Also, I have encountered many genuinely evil and terrifying things in basements, so my sympathies for characters walking into them ran high, and my fears about such situations deep. My hand instinctively went to my flashlight as I watched the characters onscreen descend into the basement. I expected something awful to leap out at them from beneath the basement stairs or the dark pit in the floor.
“Mickey?” Portia whispered, stepping ever closer to the pit, her ankle within grabbing distance of anything that might lurk within. “Is anyone here? Anyone at all?”
Something shifted inside the car.
Stacey and Jacob didn’t seem to notice it, but I did. The night had gone darker somehow, like a large shadow had been cast across the back of the car.
I turned and looked out the rear window.
There was only darkness, aside from the glow of the projector on the concession stand’s second floor.
“Hey, Stacey?” I said. “Didn’t we leave a light on at the concession stand?”
“Shh, it’s getting good,” Stacey whispered.
I looked from the blacked-out concession stand to the tomb-like projection house nearby. As far as I could see, nothing had emerged from there, but I couldn’t see much.
Then I heard it, right behind me.
Tap. Tap. Tap.
I stiffened, feeling my blood almost curdle at the sound of it.
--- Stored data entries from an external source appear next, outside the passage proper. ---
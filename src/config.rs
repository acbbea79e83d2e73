//! Configuration for the navigation pipeline.
//!
//! The same config drives both the static panel (CLI, `track_scroll = false`)
//! and the scroll-tracking browser panel. From JavaScript it is passed as a
//! plain object with camelCase keys; missing keys take their defaults.

use serde::{Deserialize, Serialize};

use crate::error::{Result, TocError};

/// Tag name of section (top-level) headings.
pub const DEFAULT_SECTION_TAG: &str = "h2";
/// Tag name of subsection (child) headings.
pub const DEFAULT_SUBSECTION_TAG: &str = "h3";
/// Selector of the main-content container the panel is inserted before.
pub const DEFAULT_CONTAINER_SELECTOR: &str = ".main";
/// Class put on the panel container.
pub const DEFAULT_PANEL_CLASS: &str = "table-of-contents";
/// Class toggled on the link of the visible section.
pub const DEFAULT_ACTIVE_CLASS: &str = "active";
/// Accessible label of the panel.
pub const DEFAULT_LABEL: &str = "Table of contents";

#[derive(Debug, Clone, PartialEq, Serialize, Deserialize)]
#[serde(default, rename_all = "camelCase")]
pub struct TocConfig {
    pub section_tag: String,
    pub subsection_tag: String,
    pub container_selector: String,
    pub panel_class: String,
    pub active_class: String,
    pub label: String,
    /// Pixels subtracted from the scroll position before lookup, for pages
    /// with a fixed header bar.
    pub top_offset: f64,
    /// Measure ranges and highlight the visible section while scrolling.
    pub track_scroll: bool,
}

impl Default for TocConfig {
    fn default() -> Self {
        Self {
            section_tag: DEFAULT_SECTION_TAG.to_string(),
            subsection_tag: DEFAULT_SUBSECTION_TAG.to_string(),
            container_selector: DEFAULT_CONTAINER_SELECTOR.to_string(),
            panel_class: DEFAULT_PANEL_CLASS.to_string(),
            active_class: DEFAULT_ACTIVE_CLASS.to_string(),
            label: DEFAULT_LABEL.to_string(),
            top_offset: 0.0,
            track_scroll: true,
        }
    }
}

impl TocConfig {
    /// Static variant: render the panel but never track scrolling.
    #[must_use]
    pub fn static_panel() -> Self {
        Self {
            track_scroll: false,
            ..Self::default()
        }
    }

    /// Check the config before any DOM work happens.
    ///
    /// # Errors
    /// Returns `TocError::Config` naming the first invalid field.
    pub fn validate(&self) -> Result<()> {
        let required = [
            ("sectionTag", &self.section_tag),
            ("subsectionTag", &self.subsection_tag),
            ("containerSelector", &self.container_selector),
            ("panelClass", &self.panel_class),
            ("activeClass", &self.active_class),
        ];
        for (name, value) in required {
            if value.trim().is_empty() {
                return Err(TocError::Config(format!("{name} must not be empty")));
            }
        }
        for (name, value) in [
            ("panelClass", &self.panel_class),
            ("activeClass", &self.active_class),
        ] {
            if value.chars().any(char::is_whitespace) {
                return Err(TocError::Config(format!(
                    "{name} must be a single class name, got '{value}'"
                )));
            }
        }
        if self.section_tag.eq_ignore_ascii_case(&self.subsection_tag) {
            return Err(TocError::Config(format!(
                "sectionTag and subsectionTag are both '{}'",
                self.section_tag
            )));
        }
        if !self.top_offset.is_finite() {
            return Err(TocError::Config("topOffset must be finite".to_string()));
        }
        Ok(())
    }

    /// CSS selector matching both heading levels, e.g. `"h2, h3"`.
    #[must_use]
    pub fn heading_selector(&self) -> String {
        format!("{}, {}", self.section_tag, self.subsection_tag)
    }
}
Before I turned, before I looked, I thought I could almost recognize the sound, the cadence of the three taps.
They came again, apparently too soft for anyone to hear but me, with the movie blasting over the SUV’s sound system, or maybe it was an auditory apparition meant for me alone.
Tap. Tap. Tap.
Feeling queasy, I forced myself to turn and look out the side window, trying to prepare myself mentally for whatever awful thing awaited outside the glass.
I failed to prepare myself adequately.
Right outside, rapping the crook of her cane against the window, stood a woman who was undeniably dead.
Ghosts can appear all kinds of ways. Sometimes, like with Stan Preston, it was a matter of personal wish fulfillment. He’d always wanted and tried to look like Chance Chadwick. Other times, they make themselves look larger and more imposing than they did in life. Sometimes they attempt to fool you by pretending to be something they are not.
Sometimes, though… they look like they crawled out of the grave, and this was definitely one of those. Clumps of wiry hair clung to her skull. Her eye sockets were empty, just as poor Daisy had described them. I could see the hollow where her nose had been, her empty eyes, and her teeth through a hole in the side of her face. She wore a double strand of pearls, which clinked against exposed collarbones. The remnants of a stiff, high-necked dress clung to her deteriorated body.
“Ruby Jackson,” I said to the windowpane between us, my breath frosting it up despite the previously warm spring night outside.
I rolled down the window, removing the barrier. She was close, as close to me as Stanley Preston’s apparition in the tower had been, but more frightening. I could smell her cloying perfume, barely covering the underlying scent of deep decay.
As I opened the window, a voice in my head spoke to me the way Stacey had to the movie characters just before they went down into the basement—why expose myself to greater risk?
But I guess, like Portia’s character, and like Tom Hooper, I just had to know.
“Ruby,” I said. “Are you the one who’s been scaring people in the parking lot? You never wanted the drive-in built. You never wanted your daughter to marry Stan Preston—”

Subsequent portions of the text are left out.